Overall, these results show that IFNs' anti-inflammatory effect is unable to retard progression, when established. In the future, no new RCTs for IFNs versus placebo in SPMS will probably be undertaken, because research is now focusing on innovative drugs. We believe that this review gives conclusive evidence on the clinical efficacy of IFNs versus placebo in SPMS.
Therapy with either recombinant beta-1a or beta-1b interferons (IFNs) is worldwide approved for Relapsing Remitting Multiple Sclerosis (RRMS). A major unanswered question is whether this treatment is able to safely reverse or retard the progressive phase of the disease.
The main objective was to verify whether IFNs treatment in Secondary Progressive Multiple Sclerosis (SPMS) is more effective than placebo in reducing the number of patients who experience disability progression.
We searched the Cochrane Multiple Sclerosis Group's Trials Register (1995 to 15 February 2011), the reference lists of relevant articles and conference proceedings. Regulatory agencies were used as additional sources of information.
We included all randomised, double or single blind, placebo-controlled trials (RCTs) evaluating the efficacy of IFNs versus placebo in SPMS patients.
Two review authors independently assessed all reports retrieved from the search. They independently extracted clinical, safety and MRI data, using a predefined data extraction form, resolving disagreements after discussion with a third reviewer. Risk of bias was evaluated to assess the quality of the studies. Treatment effect was measured using Risk Ratio (RR) with 95% confidence intervals (CI) for the binary outcomes and Standard Mean Difference with 95% CI for the continuous outcomes.
Five RCTs met the inclusion criteria, from which 3122 (1829 IFN and 1293 placebo) treated patients contributed to the analysis. Included population was heterogeneous in terms of baseline clinical characteristics of the disease, in particular the percentage of patients affected by secondary progression with superimposed relapse ranging from 72% to 44%. IFN beta 1a and 1b did not decrease the risk of progression sustained at 6 months (RR, 95% CI: 0.98, [0.82-1.16]) after three years of treatment.
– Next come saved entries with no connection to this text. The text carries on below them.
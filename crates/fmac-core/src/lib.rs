//! Fmac-Core: host-side driver core for WF200-class Wi-Fi devices.
//!
//! This crate implements the full-MAC host interface protocol: the split
//! frame codec, firmware bootstrap, secure link transport and the typed
//! command set a host uses to run the radio.
//!
//! # Architecture
//!
//! The crate is organized into layers:
//!
//! - **Protocol**: Frame codec, register map, message identifiers
//! - **Transport**: Host bus abstraction (word and block access, mock chip)
//! - **Boot**: Power-on bootstrap, bootloader handshake, firmware download
//! - **Secure link**: Session key negotiation and frame encryption
//! - **Driver**: Request/confirmation correlator and indication dispatch
//! - **Commands**: Station, access-point and device-wide request builders
//! - **Events**: Observer pattern for UI decoupling
//! - **Config**: TOML session configuration
//!
//! # Example
//!
//! ```no_run
//! use fmac_core::{DriverConfig, Fmac, MockBus};
//!
//! let config = DriverConfig::load_from_file("fmac.toml").expect("config");
//! let image = config.load_firmware().expect("firmware image");
//! let pds = config.load_pds().expect("pds");
//!
//! let fmac = Fmac::new(MockBus::with_bootloader());
//! fmac.start(&image, &pds).expect("bring-up failed");
//! ```

pub mod boot;
pub mod commands;
pub mod config;
pub mod context;
pub mod driver;
pub mod error;
pub mod events;
pub mod hif;
pub mod payload;
pub mod protocol;
pub mod securelink;
pub mod transport;

#[cfg(test)]
mod testutil;

// Re-exports for convenience
pub use boot::{BootEngine, BootError, BootStage};
pub use commands::{
    AntennaConfig, ApParameters, ConnectParameters, GpioMode, GpioReadback, MacKeyDestination,
    MgmtFrameProtection, PowerMode, ScanMode, ScanParameters, SecurityMode,
};
pub use config::DriverConfig;
pub use context::{FatalFault, StartupInfo};
pub use driver::Fmac;
pub use error::FmacError;
pub use events::{NullObserver, TracingObserver, WifiEvent, WifiObserver};
pub use payload::{FirmwareImage, FirmwareImageError};
pub use protocol::FrameHeader;
pub use securelink::{MacKey, SecureLinkError, SecureLinkMode};
pub use transport::{BusError, BusTransport, GetMode, MockBus, startup_indication_frame};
A significant decrease of the risk of progression sustained at 3 months (RR, 95% CI: 0.88 [0.80, 0.97]) and of the risk of developing new relapses at three years (RR 0.91, [0.84-0.97]) were found. The risk of developing new active brain lesions decreased over time but this data was obtained from single studies on Magnetic Resonance Imaging (MRI), performed in subgroups of patients; in spite of no effect on progression, the radiological data supported an effect on MRI parameters. The safety profile reflects what is commonly reported in MS IFN-treated patients.